Caixa Econômica Federal, inicia hoje feirões de imóveis

A Caixa Econômica Federal inicia nesta quinta-feira sua maratona de feirões da Casa Própria pelo país, com oferta total de 109 mil imóveis. A primeira cidade a receber o feirão é o Rio de Janeiro. A partir de amanhã (15), o feirão abre também em Salvador, Belo Horizonte, Curitiba e Uberlândia.
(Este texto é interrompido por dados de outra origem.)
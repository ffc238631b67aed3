use glam::{vec2, Vec2};

use crate::{Aabb, Tuning, Viewport};

/// A ground-level obstacle. It only ever scrolls horizontally.
#[derive(Debug, Clone, Copy)]
pub struct Obstacle {
    /// Top-left corner. `y` is fixed at spawn.
    pub pos: Vec2,
}

impl Obstacle {
    /// A fresh obstacle just past the right viewport edge.
    pub fn at_spawn(tuning: &Tuning, viewport: Viewport) -> Self {
        Self {
            pos: vec2(viewport.w, viewport.h - tuning.obstacle_size.y),
        }
    }

    pub fn update(&mut self, speed: f32) {
        self.pos.x += speed;
    }

    /// True once the right edge has scrolled past the left viewport
    /// edge. Retiring these every tick is the only garbage collection
    /// the obstacle list gets.
    pub fn off_screen(&self, tuning: &Tuning) -> bool {
        self.pos.x + tuning.obstacle_size.x <= 0.0
    }

    pub fn aabb(&self, tuning: &Tuning) -> Aabb {
        Aabb::from_pos_size(self.pos, tuning.obstacle_size)
    }
}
Em todas estas as cidades o evento ocorre até domingo (17).Pelo pacote, imóveis de até R$ 130 mil poderão ser vendidos a famílias com renda de três a dez salários mínimos (R$ 1.395 a R$ 4.650).O subsídio do programa a quem ganha R$ 1.395 chega a R$ 23 mil. Ou seja, um imóvel que custa R$ 100 mil poderá ser financiado por R$ 77 mil, a juros que variam de 5% a 8,16% ao ano. Quem tem conta no FGTS há mais de três anos terá juros 0,5 ponto percentual mais baixo nos financiamentos com recursos do fundo. Assim, a taxa mínima passa para 4,5% ao ano.Já para aqueles que planejam comprar um imóvel de maior valor, é possível usar as linhas de financiamento imobiliários que usam os recursos da poupança.